Dabrafenib and Regorafenib inhibit ZIKV but not DENV2 replication. (A and B) A549 cells were mock-infected or infected with ZIKV (MOI = 0.01 PFU/cell) and subsequently treated with the indicated SMKIs or DMSO (vehicle control). (A) Viral titers in the supernatant were determined at 72 hpi by endpoint dilution assay. (B) ZIKV infection was visualized at 72 hpi by immunofluorescence staining for ZIKV E protein (green). Nuclei were stained with Hoechst 33342 (blue). Scale bar, 200 µm. Representative images of two independent experiments are shown. (C) A549 cells were infected with ZIKV (MOI = 0.01 PFU/cell) and subsequently treated with DMSO, bosutinib (5 µM), Dabrafenib (10 µM), or Regorafenib (2.5 µM). Viral titers in the supernatant were determined at 2, 24, 48, and 72 hpi by endpoint dilution assay. (D) A549 cells were infected with ZIKV (MOI = 1 PFU/cell) and subsequently treated with DMSO, bosutinib (5 µM), Dabrafenib (10 µM), or Regorafenib (2.5 µM).
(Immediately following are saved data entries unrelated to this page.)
//! Prometheus Metrics Module
//!
//! # Metrics Collected
//! - HTTP request counts by method, path, and status
//! - HTTP request latency histograms
//! - Store dispatch outcomes by slice and operation
//! - Contact-form submissions by outcome

use once_cell::sync::Lazy;
use prometheus::{Encoder, HistogramOpts, HistogramVec, IntCounterVec, Opts, Registry, TextEncoder};

/// Global metrics registry
pub static REGISTRY: Lazy<Registry> = Lazy::new(|| {
    let registry = Registry::new();
    register_metrics(&registry);
    registry
});

/// HTTP request counter by method, path, and status code
pub static HTTP_REQUESTS_TOTAL: Lazy<IntCounterVec> = Lazy::new(|| {
    IntCounterVec::new(
        Opts::new("http_requests_total", "Total number of HTTP requests").namespace("athletica"),
        &["method", "path", "status"],
    )
    .expect("Failed to create HTTP_REQUESTS_TOTAL metric")
});

/// HTTP request latency in seconds
pub static HTTP_REQUEST_DURATION_SECONDS: Lazy<HistogramVec> = Lazy::new(|| {
    let buckets = vec![0.001, 0.005, 0.01, 0.025, 0.05, 0.1, 0.25, 0.5, 1.0, 2.5, 5.0];
    HistogramVec::new(
        HistogramOpts::new("http_request_duration_seconds", "HTTP request latency in seconds")
            .namespace("athletica")
            .buckets(buckets),
        &["method", "path"],
    )
    .expect("Failed to create HTTP_REQUEST_DURATION_SECONDS metric")
});

/// Store dispatches by slice, operation and outcome ("fulfilled", "rejected")
pub static STORE_DISPATCH_TOTAL: Lazy<IntCounterVec> = Lazy::new(|| {
    IntCounterVec::new(
        Opts::new("store_dispatch_total", "Completed store dispatches").namespace("athletica"),
        &["slice", "operation", "outcome"],
    )
    .expect("Failed to create STORE_DISPATCH_TOTAL metric")
});

/// Contact submissions by outcome ("stored", "invalid", "failed")
pub static CONTACT_SUBMISSIONS_TOTAL: Lazy<IntCounterVec> = Lazy::new(|| {
    IntCounterVec::new(
        Opts::new("contact_submissions_total", "Contact form submissions").namespace("athletica"),
        &["outcome"],
    )
    .expect("Failed to create CONTACT_SUBMISSIONS_TOTAL metric")
});

fn register_metrics(registry: &Registry) {
    registry
        .register(Box::new(HTTP_REQUESTS_TOTAL.clone()))
        .expect("Failed to register HTTP_REQUESTS_TOTAL");
    registry
        .register(Box::new(HTTP_REQUEST_DURATION_SECONDS.clone()))
        .expect("Failed to register HTTP_REQUEST_DURATION_SECONDS");
    registry
        .register(Box::new(STORE_DISPATCH_TOTAL.clone()))
        .expect("Failed to register STORE_DISPATCH_TOTAL");
    registry
        .register(Box::new(CONTACT_SUBMISSIONS_TOTAL.clone()))
        .expect("Failed to register CONTACT_SUBMISSIONS_TOTAL");
}

/// Collect and encode all metrics as Prometheus text format
pub fn gather_metrics() -> String {
    let encoder = TextEncoder::new();
    let metric_families = REGISTRY.gather();
    let mut buffer = Vec::new();
    if let Err(e) = encoder.encode(&metric_families, &mut buffer) {
        tracing::error!(error = %e, "Failed to encode metrics");
        return String::new();
    }
    String::from_utf8(buffer).unwrap_or_default()
}

/// Record one HTTP request
pub fn record_http_request(method: &str, path: &str, status: u16, duration_secs: f64) {
    HTTP_REQUESTS_TOTAL
        .with_label_values(&[method, path, &status.to_string()])
        .inc();
    HTTP_REQUEST_DURATION_SECONDS
        .with_label_values(&[method, path])
        .observe(duration_secs);
}

/// Record the outcome of a store dispatch
pub fn record_dispatch(slice: &str, operation: &str, outcome: &str) {
    STORE_DISPATCH_TOTAL
        .with_label_values(&[slice, operation, outcome])
        .inc();
}

/// Record the outcome of a contact submission
pub fn record_contact_submission(outcome: &str) {
    CONTACT_SUBMISSIONS_TOTAL.with_label_values(&[outcome]).inc();
}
Viral titers in the supernatant were determined at 48 hpi by endpoint dilution assay. (E) A549 cells were infected with ZIKV (MOI = 0.01 PFU/cell) and subsequently treated with the indicated SMKIs or DMSO. Viral titers in the supernatant were determined at 72 hpi by endpoint dilution assay. (F) Vero cells were infected with ZIKV (MOI = 0.01 PFU/cell) and subsequently treated with DMSO, Dabrafenib (2.5 µM), or Regorafenib (1 µM). Viral titers in the supernatant were determined at 48 hpi by endpoint dilution assay. (G) A549 cells were mock-infected or infected with DENV2 (MOI = 0.01 PFU/cell) and subsequently treated with DMSO, Dabrafenib (10 µM), or Regorafenib (2.5 µM). Viral titers in the supernatant were determined at 72 hpi by endpoint dilution assay. Data are expressed as mean ± standard error of the mean (SEM) from two independent experiments with three biological replicates per experiment. *, P < 0.05; **, P < 0.01 (Mann–Whitney U test vs “DMSO”).